■ RECORDS FOR THE EXERCISE ■
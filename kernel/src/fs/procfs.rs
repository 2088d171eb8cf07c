//! procfs - Virtual filesystem para informações de processos e sistema.
//!
//! Expõe informações do kernel e processos em /proc.

#![allow(dead_code)]

use alloc::format;
use alloc::string::ToString;
use alloc::sync::{Arc, Weak};
use alloc::vec;
use alloc::vec::Vec;

use spin::RwLock;

use crate::security::{Gid, Uid};
use crate::util::{KError, KResult};

use super::vfs::{DirEntry, Inode, InodeKind, InodeOps, Metadata, Mode};

/// Tipo de conteúdo dinâmico do procfs.
#[derive(Clone)]
enum ProcContent {
    /// Diretório raiz /proc
    Root,
    /// Diretório de processo /proc/[pid]
    ProcessDir { pid: u64 },
    /// Arquivo /proc/[pid]/status
    ProcessStatus { pid: u64 },
    /// Arquivo /proc/[pid]/cmdline
    ProcessCmdline { pid: u64 },
    /// Arquivo /proc/meminfo
    Meminfo,
    /// Arquivo /proc/uptime
    Uptime,
    /// Arquivo /proc/version
    Version,
    /// Arquivo /proc/cpuinfo
    Cpuinfo,
    /// Arquivo /proc/pagecache
    PageCache,
}

/// Inode do procfs.
pub struct ProcfsInode {
    content: ProcContent,
    parent: RwLock<Option<Weak<ProcfsInode>>>,
    self_weak: Weak<ProcfsInode>,
}

impl ProcfsInode {
    fn metadata_for_content(content: &ProcContent) -> Metadata {
        match content {
            ProcContent::Root | ProcContent::ProcessDir { .. } => Metadata::simple(
                Uid(0),
                Gid(0),
                Mode::from_octal(0o555),
                InodeKind::Dir,
            ),
            _ => Metadata::simple(
                Uid(0),
                Gid(0),
                Mode::from_octal(0o444),
                InodeKind::File,
            ),
        }
    }

    /// Gera o conteúdo do arquivo dinamicamente.
    fn generate_content(&self) -> Vec<u8> {
        match &self.content {
            ProcContent::Meminfo => generate_meminfo(),
            ProcContent::Uptime => generate_uptime(),
            ProcContent::Version => generate_version(),
            ProcContent::Cpuinfo => generate_cpuinfo(),
            ProcContent::PageCache => generate_pagecache(),
            ProcContent::ProcessStatus { pid } => generate_process_status(*pid),
            ProcContent::ProcessCmdline { pid } => generate_process_cmdline(*pid),
            _ => Vec::new(),
        }
    }

    /// Lista entradas de diretório.
    fn list_entries(&self) -> Vec<DirEntry> {
        match &self.content {
            ProcContent::Root => {
                let mut entries = vec![
                    DirEntry { name: "meminfo".to_string(), kind: InodeKind::File },
                    DirEntry { name: "uptime".to_string(), kind: InodeKind::File },
                    DirEntry { name: "version".to_string(), kind: InodeKind::File },
                    DirEntry { name: "cpuinfo".to_string(), kind: InodeKind::File },
                    DirEntry { name: "pagecache".to_string(), kind: InodeKind::File },
                ];

                // Adiciona diretórios de processos
                for pid in crate::sched::list_pids() {
                    entries.push(DirEntry {
                        name: format!("{}", pid),
                        kind: InodeKind::Dir,
                    });
                }

                entries
            }
            ProcContent::ProcessDir { .. } => {
                vec![
                    DirEntry { name: "status".to_string(), kind: InodeKind::File },
                    DirEntry { name: "cmdline".to_string(), kind: InodeKind::File },
                ]
            }
            _ => Vec::new(),
        }
    }

    /// Faz lookup de uma entrada no diretório.
    fn lookup_entry(&self, name: &str) -> KResult<ProcContent> {
        match &self.content {
            ProcContent::Root => {
                match name {
                    "meminfo" => Ok(ProcContent::Meminfo),
                    "uptime" => Ok(ProcContent::Uptime),
                    "version" => Ok(ProcContent::Version),
                    "cpuinfo" => Ok(ProcContent::Cpuinfo),
                    "pagecache" => Ok(ProcContent::PageCache),
                    _ => {
                        // Tenta parsear como PID
                        if let Ok(pid) = name.parse::<u64>() {
                            if crate::sched::task_exists(pid) {
                                return Ok(ProcContent::ProcessDir { pid });
                            }
                        }
                        Err(KError::NotFound)
                    }
                }
            }
            ProcContent::ProcessDir { pid } => {
                match name {
                    "status" => Ok(ProcContent::ProcessStatus { pid: *pid }),
                    "cmdline" => Ok(ProcContent::ProcessCmdline { pid: *pid }),
                    _ => Err(KError::NotFound),
                }
            }
            _ => Err(KError::Invalid),
        }
    }
}

impl InodeOps for ProcfsInode {
    fn metadata(&self) -> Metadata {
        Self::metadata_for_content(&self.content)
    }

    fn set_metadata(&self, _meta: Metadata) {
        // procfs é read-only
    }

    fn parent(&self) -> Option<Inode> {
        let p = self.parent.read();
        p.as_ref()
            .and_then(|w| w.upgrade())
            .map(|arc| Inode(arc))
    }

    fn lookup(&self, name: &str) -> KResult<Inode> {
        let content = self.lookup_entry(name)?;
        let parent_weak = self.self_weak.clone();

        let inode: Arc<ProcfsInode> = Arc::new_cyclic(|weak| ProcfsInode {
            content,
            parent: RwLock::new(Some(parent_weak)),
            self_weak: weak.clone(),
        });

        Ok(Inode(inode))
    }

    fn create(&self, _name: &str, _kind: InodeKind, _meta: Metadata) -> KResult<Inode> {
        // procfs é read-only
        Err(KError::NotSupported)
    }

    fn readdir(&self) -> KResult<Vec<DirEntry>> {
        Ok(self.list_entries())
    }

    fn read_at(&self, offset: usize, out: &mut [u8]) -> KResult<usize> {
        let data = self.generate_content();
        if offset >= data.len() {
            return Ok(0);
        }
        let n = core::cmp::min(out.len(), data.len() - offset);
        out[..n].copy_from_slice(&data[offset..offset + n]);
        Ok(n)
    }

    fn write_at(&self, _offset: usize, _data: &[u8]) -> KResult<usize> {
        // procfs é read-only
        Err(KError::NotSupported)
    }

    fn truncate(&self, _size: usize) -> KResult<()> {
        Err(KError::NotSupported)
    }

    fn size(&self) -> KResult<usize> {
        Ok(self.generate_content().len())
    }
}

/// Cria o inode raiz do procfs (/proc).
pub fn new_root() -> Inode {
    let inode: Arc<ProcfsInode> = Arc::new_cyclic(|weak| ProcfsInode {
        content: ProcContent::Root,
        parent: RwLock::new(None),
        self_weak: weak.clone(),
    });
    Inode(inode)
}

// ==================== Geradores de conteúdo ====================

fn generate_meminfo() -> Vec<u8> {
    let (total, free, used) = crate::mm::memory_stats();

    format!(
        "MemTotal:       {} kB\n\
         MemFree:        {} kB\n\
         MemUsed:        {} kB\n",
        total * 4, // frames para kB (4KB por frame)
        free * 4,
        used * 4,
    ).into_bytes()
}

fn generate_uptime() -> Vec<u8> {
    let ticks = crate::time::ticks();
    let hz = crate::time::hz();
    let seconds = if hz > 0 { ticks / hz } else { 0 };
    let frac = if hz > 0 { (ticks % hz) * 100 / hz } else { 0 };

    format!("{}.{:02} 0.00\n", seconds, frac).into_bytes()
}

fn generate_version() -> Vec<u8> {
    format!(
        "Stenzel OS version {} (rustc) #1\n",
        env!("CARGO_PKG_VERSION")
    ).into_bytes()
}

fn generate_cpuinfo() -> Vec<u8> {
    format!(
        "processor\t: 0\n\
         vendor_id\t: GenuineIntel\n\
         model name\t: x86_64 CPU\n\
         cpu MHz\t\t: 0.000\n\
         bogomips\t: 0.00\n"
    ).into_bytes()
}

fn generate_process_status(pid: u64) -> Vec<u8> {
    if let Some(info) = crate::sched::get_task_info(pid) {
        format!(
            "Name:\t{}\n\
             State:\t{}\n\
             Pid:\t{}\n\
             PPid:\t{}\n\
             Uid:\t{}\n\
             Gid:\t{}\n",
            info.name,
            info.state,
            info.pid,
            info.ppid,
            info.uid,
            info.gid,
        ).into_bytes()
    } else {
        Vec::new()
    }
}

fn generate_process_cmdline(pid: u64) -> Vec<u8> {
    if let Some(info) = crate::sched::get_task_info(pid) {
        let mut cmdline = info.name.into_bytes();
        cmdline.push(0); // null-terminated
        cmdline
    } else {
        Vec::new()
    }
}

fn generate_pagecache() -> Vec<u8> {
    let cache = super::page_cache::cache();
    let (hits, misses, evictions, writebacks) = cache.stats();
    let cached = cache.cached_pages();
    let dirty = cache.dirty_pages();

    let total = hits + misses;
    let hit_rate = if total > 0 {
        (hits * 100) / total
    } else {
        0
    };

    format!(
        "CachedPages:    {}\n\
         DirtyPages:     {}\n\
         Hits:           {}\n\
         Misses:         {}\n\
         HitRate:        {}%\n\
         Evictions:      {}\n\
         Writebacks:     {}\n",
        cached,
        dirty,
        hits,
        misses,
        hit_rate,
        evictions,
        writebacks,
    ).into_bytes()
}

■ WORK INSTRUCTION ■
Match on "return": copy every line in the records that has it.

■ RESPONSE TO THE TASK ■
                                return Ok(ProcContent::ProcessDir { pid });
            return Ok(0);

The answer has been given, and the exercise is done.